** Opening DATA RECORDS block **
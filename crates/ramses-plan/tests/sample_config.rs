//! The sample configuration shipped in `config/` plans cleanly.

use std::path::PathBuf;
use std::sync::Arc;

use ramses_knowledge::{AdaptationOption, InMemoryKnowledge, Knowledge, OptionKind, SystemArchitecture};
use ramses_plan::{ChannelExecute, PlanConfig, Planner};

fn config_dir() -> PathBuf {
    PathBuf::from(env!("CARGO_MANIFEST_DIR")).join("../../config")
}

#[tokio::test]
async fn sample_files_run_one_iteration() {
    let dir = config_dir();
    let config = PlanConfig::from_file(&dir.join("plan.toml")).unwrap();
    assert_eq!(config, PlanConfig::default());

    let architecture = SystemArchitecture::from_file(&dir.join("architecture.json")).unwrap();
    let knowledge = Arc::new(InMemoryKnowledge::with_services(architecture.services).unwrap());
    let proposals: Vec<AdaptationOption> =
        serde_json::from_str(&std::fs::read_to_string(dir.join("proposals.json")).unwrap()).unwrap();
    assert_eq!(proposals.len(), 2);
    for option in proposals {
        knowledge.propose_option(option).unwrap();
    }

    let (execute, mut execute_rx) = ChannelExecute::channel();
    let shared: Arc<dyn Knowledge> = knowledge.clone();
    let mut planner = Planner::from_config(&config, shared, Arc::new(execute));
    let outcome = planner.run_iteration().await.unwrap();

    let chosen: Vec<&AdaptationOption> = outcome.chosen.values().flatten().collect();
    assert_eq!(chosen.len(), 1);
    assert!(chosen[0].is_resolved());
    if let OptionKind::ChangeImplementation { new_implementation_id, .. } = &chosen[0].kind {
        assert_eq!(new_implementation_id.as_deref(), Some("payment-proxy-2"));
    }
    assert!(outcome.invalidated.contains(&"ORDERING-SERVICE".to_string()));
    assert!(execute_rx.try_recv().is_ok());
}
** Closing DATA RECORDS block **
## EXERCISE DIRECTIONS
Work out how many lines in the data hold the word "chosen"; reply with the number alone.

## TASK RESPONSE
4